TASK TO COMPLETE
Copy, exactly and without additions, every line in the records below from the one holding "pub fn preview_url(&self, id: i64)" through the one holding "fn deref_mut(&mut self)", both ends included.

DATASET
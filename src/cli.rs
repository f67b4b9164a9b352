// Copyright 2026 The Synapze Authors
//
// Licensed under the Apache License, Version 2.0 (the "License");
// you may not use this file except in compliance with the License.
// You may obtain a copy of the License at
//
//     http://www.apache.org/licenses/LICENSE-2.0
//
// Unless required by applicable law or agreed to in writing, software
// distributed under the License is distributed on an "AS IS" BASIS,
// WITHOUT WARRANTIES OR CONDITIONS OF ANY KIND, either express or implied.
// See the License for the specific language governing permissions and
// limitations under the License.

use clap::Parser;
use clap::Subcommand;

use crate::cmd::check::check_collection;
use crate::cmd::due::list_due;
use crate::cmd::export::export_collection;
use crate::cmd::manage::flag_card;
use crate::cmd::manage::suspend_card;
use crate::cmd::manage::unsuspend_card;
use crate::cmd::orphans::delete_orphans;
use crate::cmd::orphans::list_orphans;
use crate::cmd::review::review_collection;
use crate::cmd::stats::StatsFormat;
use crate::cmd::stats::print_stats;
use crate::error::Fallible;

#[derive(Parser)]
#[command(version, about, long_about = None)]
enum Command {
    /// Check the deck files and configuration for errors.
    Check {
        /// Path to the collection directory. By default, the current working directory is used.
        directory: Option<String>,
    },
    /// List the cards to study, most urgent first.
    Due {
        /// Path to the collection directory. By default, the current working directory is used.
        directory: Option<String>,
        /// Schedule against this date (YYYY-MM-DD) instead of today.
        #[arg(long)]
        today: Option<String>,
    },
    /// Study the cards that are due.
    Review {
        /// Path to the collection directory. By default, the current working directory is used.
        directory: Option<String>,
        /// Schedule against this date (YYYY-MM-DD) instead of today.
        #[arg(long)]
        today: Option<String>,
        /// Maximum number of cards to study.
        #[arg(long)]
        limit: Option<usize>,
    },
    /// Print collection statistics.
    Stats {
        /// Path to the collection directory. By default, the current working directory is used.
        directory: Option<String>,
        /// Output format.
        #[arg(long, default_value_t = StatsFormat::Text)]
        format: StatsFormat,
        /// Compute due counts against this date (YYYY-MM-DD) instead of today.
        #[arg(long)]
        today: Option<String>,
    },
    /// Take a card out of rotation.
    Suspend {
        /// The card ID, or any unambiguous prefix of it.
        id: String,
        /// Path to the collection directory. By default, the current working directory is used.
        directory: Option<String>,
    },
    /// Put a suspended card back into rotation, due today.
    Unsuspend {
        /// The card ID, or any unambiguous prefix of it.
        id: String,
        /// Path to the collection directory. By default, the current working directory is used.
        directory: Option<String>,
        /// Schedule against this date (YYYY-MM-DD) instead of today.
        #[arg(long)]
        today: Option<String>,
    },
    /// Set a card's flag: 0 (none), 1 (red), 2 (orange), 3 (green), 4 (blue).
    Flag {
        /// The card ID, or any unambiguous prefix of it.
        id: String,
        flag: u8,
        /// Path to the collection directory. By default, the current working directory is used.
        directory: Option<String>,
    },
    /// Export the collection and its review history as JSON.
    Export {
        /// Path to the collection directory. By default, the current working directory is used.
        directory: Option<String>,
    },
    /// Commands relating to orphaned cards.
    #[command(subcommand)]
    Orphans(OrphanCommand),
}

#[derive(Subcommand)]
enum OrphanCommand {
    /// List the IDs of cards in the database that no longer appear in any deck file.
    List {
        /// Path to the collection directory. By default, the current working directory is used.
        directory: Option<String>,
    },
    /// Delete orphaned cards from the database. Their review history is kept.
    Delete {
        /// Path to the collection directory. By default, the current working directory is used.
        directory: Option<String>,
    },
}

pub fn entrypoint() -> Fallible<()> {
    let cli: Command = Command::parse();
    match cli {
        Command::Check { directory } => check_collection(directory),
        Command::Due { directory, today } => list_due(directory, today),
        Command::Review {
            directory,
            today,
            limit,
        } => review_collection(directory, today, limit),
        Command::Stats {
            directory,
            format,
            today,
        } => print_stats(directory, today, format),
        Command::Suspend { id, directory } => suspend_card(directory, id),
        Command::Unsuspend {
            id,
            directory,
            today,
        } => unsuspend_card(directory, id, today),
        Command::Flag {
            id,
            flag,
            directory,
        } => flag_card(directory, id, flag),
        Command::Export { directory } => export_collection(directory),
        Command::Orphans(command) => match command {
            OrphanCommand::List { directory } => list_orphans(directory),
            OrphanCommand::Delete { directory } => delete_orphans(directory),
        },
    }
}

#[cfg(test)]
mod tests {
    use clap::CommandFactory;

    use super::*;

    #[test]
    fn test_command_definition() {
        Command::command().debug_assert();
    }

    #[test]
    fn test_parse_review() {
        let cli = Command::try_parse_from(["synapze", "review", "decks", "--limit", "10"]);
        match cli {
            Ok(Command::Review {
                directory, limit, ..
            }) => {
                assert_eq!(directory, Some("decks".to_string()));
                assert_eq!(limit, Some(10));
            }
            _ => panic!("expected review command"),
        }
    }

    #[test]
    fn test_parse_orphans() {
        let cli = Command::try_parse_from(["synapze", "orphans", "delete"]);
        assert!(matches!(
            cli,
            Ok(Command::Orphans(OrphanCommand::Delete { directory: None }))
        ));
    }

    #[test]
    fn test_parse_bad_format() {
        assert!(Command::try_parse_from(["synapze", "stats", "--format", "xml"]).is_err());
    }
}
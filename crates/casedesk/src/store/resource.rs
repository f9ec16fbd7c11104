use std::fmt;
use std::marker::PhantomData;

use tracing::debug;

use crate::api::{Creatable, Resource, Resources, Updatable};
use crate::error::Error;
use crate::gateway::Gateway;
use crate::models::{Identified, ListParams, Page, Pagination};

use super::state::RequestState;

/// Cache of one paginated resource.
pub struct ResourceStore<R: Resource> {
    pub(super) gateway: Gateway,
    pub(super) items: Vec<R::Item>,
    pub(super) current: Option<R::Item>,
    pub(super) pagination: Pagination,
    pub(super) state: RequestState,
    _resource: PhantomData<R>,
}

impl<R: Resource> ResourceStore<R> {
    pub fn new(gateway: Gateway) -> Self {
        Self {
            gateway,
            items: Vec::new(),
            current: None,
            pagination: Pagination::default(),
            state: RequestState::default(),
            _resource: PhantomData,
        }
    }

    /// The last fetched page of items.
    pub fn items(&self) -> &[R::Item] {
        &self.items
    }

    /// The item last fetched by id.
    pub fn current(&self) -> Option<&R::Item> {
        self.current.as_ref()
    }

    pub fn pagination(&self) -> Pagination {
        self.pagination
    }

    pub fn state(&self) -> &RequestState {
        &self.state
    }

    pub fn is_loading(&self) -> bool {
        self.state.loading
    }

    pub fn error(&self) -> Option<&str> {
        self.state.error.as_deref()
    }

    /// Select the page the next [`fetch`](Self::fetch) asks for.
    pub fn set_page(&mut self, page: u32) {
        self.pagination.page = page;
    }

    /// Fetch a page. The store's page and size apply unless `params`
    /// overrides them.
    pub async fn fetch(&mut self, params: ListParams) -> Result<Page<R::Item>, Error> {
        let params = params.with_defaults(&self.pagination);
        let fallback = format!("Failed to load {}", R::PLURAL);

        let page = self
            .state
            .track(&fallback, Resources::<R>::new(&self.gateway).list(&params))
            .await?;

        debug!(
            resource = R::PLURAL,
            count = page.items.len(),
            total = page.total,
            "Fetched page"
        );
        self.items = page.items.clone();
        self.pagination = page.pagination();
        Ok(page)
    }

    /// Fetch one item and make it current.
    pub async fn fetch_one(&mut self, id: i64) -> Result<R::Item, Error> {
        let fallback = format!("Failed to load {}", R::NOUN);
        let item = self
            .state
            .track(&fallback, Resources::<R>::new(&self.gateway).get(id))
            .await?;
        self.current = Some(item.clone());
        Ok(item)
    }

    /// Delete an item and drop it from the list.
    pub async fn delete(&mut self, id: i64) -> Result<(), Error> {
        let fallback = format!("Failed to delete {}", R::NOUN);
        self.state
            .track(&fallback, Resources::<R>::new(&self.gateway).delete(id))
            .await?;
        self.items.retain(|item| item.id() != id);
        Ok(())
    }

    pub(super) fn prepend(&mut self, item: R::Item) {
        self.items.insert(0, item);
    }

    pub(super) fn replace(&mut self, item: &R::Item) {
        let id = item.id();
        if let Some(slot) = self.items.iter_mut().find(|i| i.id() == id) {
            *slot = item.clone();
        }
        if self.current.as_ref().is_some_and(|c| c.id() == id) {
            self.current = Some(item.clone());
        }
    }
}

impl<R: Resource> fmt::Debug for ResourceStore<R> {
    fn fmt(&self, f: &mut fmt::Formatter<'_>) -> fmt::Result {
        f.debug_struct("ResourceStore")
            .field("resource", &R::PLURAL)
            .field("items", &self.items.len())
            .field("current", &self.current.as_ref().map(Identified::id))
            .field("pagination", &self.pagination)
            .field("state", &self.state)
            .finish()
    }
}

impl<R: Creatable> ResourceStore<R> {
    /// Create an item and put it at the top of the list.
    pub async fn create(&mut self, new: &R::New) -> Result<R::Item, Error> {
        let fallback = format!("Failed to create {}", R::NOUN);
        let item = self
            .state
            .track(&fallback, Resources::<R>::new(&self.gateway).create(new))
            .await?;
        self.prepend(item.clone());
        Ok(item)
    }
}

impl<R: Updatable> ResourceStore<R> {
    /// Update an item and refresh it wherever the store holds it.
    pub async fn update(&mut self, id: i64, update: &R::Update) -> Result<R::Item, Error> {
        let fallback = format!("Failed to update {}", R::NOUN);
        let item = self
            .state
            .track(&fallback, Resources::<R>::new(&self.gateway).update(id, update))
            .await?;
        self.replace(&item);
        Ok(item)
    }
}
//! Session commands: logout, whoami, refresh-token.

use anyhow::{Context, Result, bail};
use colored::Colorize;

use casedesk::Client;

use crate::output;
use crate::session::{self, LOGIN_HINT};

pub async fn logout(client: &Client) -> Result<()> {
    let had_session = client.session().is_authenticated();
    client.auth_store().logout().await;

    if had_session {
        output::success("Logged out");
    } else {
        output::note("No active session.");
    }
    Ok(())
}

pub async fn whoami(client: &Client, json: bool) -> Result<()> {
    session::require(client)?;

    let mut auth = client.auth_store();
    if !auth.check_auth().await {
        bail!("Session is no longer valid. Run 'casedesk login' to sign in again.");
    }
    let user = auth.user().context(LOGIN_HINT)?;

    if json {
        return output::json_pretty(&user);
    }

    output::field("User", &user.username);
    output::field("Name", &user.full_name);
    output::field("Email", &user.email);
    output::field("Role", &output::label(&user.role));
    if !user.is_active {
        println!("{}", "account disabled".red());
    }
    output::field("API", client.gateway().base_url().as_str());

    Ok(())
}

pub async fn refresh_token(client: &Client) -> Result<()> {
    session::require(client)?;

    eprintln!("{}", "Refreshing session...".dimmed());

    client
        .auth_store()
        .refresh_access_token()
        .await
        .context("Failed to refresh session")?;

    output::success("Session refreshed successfully");
    Ok(())
}
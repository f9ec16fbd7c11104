use std::ops::{Deref, DerefMut};

use crate::api::{Documents, Resources};
use crate::error::Error;
use crate::gateway::Gateway;
use crate::models::{Document, DocumentUpload, OcrResult};

use super::resource::ResourceStore;

/// Document list and detail, with upload and OCR.
#[derive(Debug)]
pub struct DocumentsStore {
    documents: ResourceStore<Documents>,
}

impl DocumentsStore {
    pub fn new(gateway: Gateway) -> Self {
        Self {
            documents: ResourceStore::new(gateway),
        }
    }

    /// Upload a file and put the new document at the top of the list.
    pub async fn upload(&mut self, upload: DocumentUpload) -> Result<Document, Error> {
        let store = &mut self.documents;
        let document = store
            .state
            .track(
                "Failed to upload file",
                Resources::<Documents>::new(&store.gateway).upload(upload),
            )
            .await?;
        store.prepend(document.clone());
        Ok(document)
    }

    /// Run OCR on a document. The current document picks up the text.
    pub async fn run_ocr(&mut self, id: i64) -> Result<OcrResult, Error> {
        let store = &mut self.documents;
        let result = store
            .state
            .track(
                "OCR failed",
                Resources::<Documents>::new(&store.gateway).run_ocr(id),
            )
            .await?;

        if let Some(current) = store.current.as_mut().filter(|d| d.id == id) {
            current.ocr_text = Some(result.ocr_text.clone());
        }
        Ok(result)
    }

    pub fn download_url(&self, id: i64) -> String {
        Resources::<Documents>::new(&self.documents.gateway).download_url(id)
    }

    pub fn preview_url(&self, id: i64) -> String {
        Resources::<Documents>::new(&self.documents.gateway).preview_url(id)
    }
}

impl Deref for DocumentsStore {
    type Target = ResourceStore<Documents>;

    fn deref(&self) -> &Self::Target {
        &self.documents
    }
}

impl DerefMut for DocumentsStore {
    fn deref_mut(&mut self) -> &mut Self::Target {
        &mut self.documents
    }
}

RESULT FOR THIS EXERCISE
    pub fn preview_url(&self, id: i64) -> String {
        Resources::<Documents>::new(&self.documents.gateway).preview_url(id)
    }
}

impl Deref for DocumentsStore {
    type Target = ResourceStore<Documents>;

    fn deref(&self) -> &Self::Target {
        &self.documents
    }
}

impl DerefMut for DocumentsStore {
    fn deref_mut(&mut self) -> &mut Self::Target {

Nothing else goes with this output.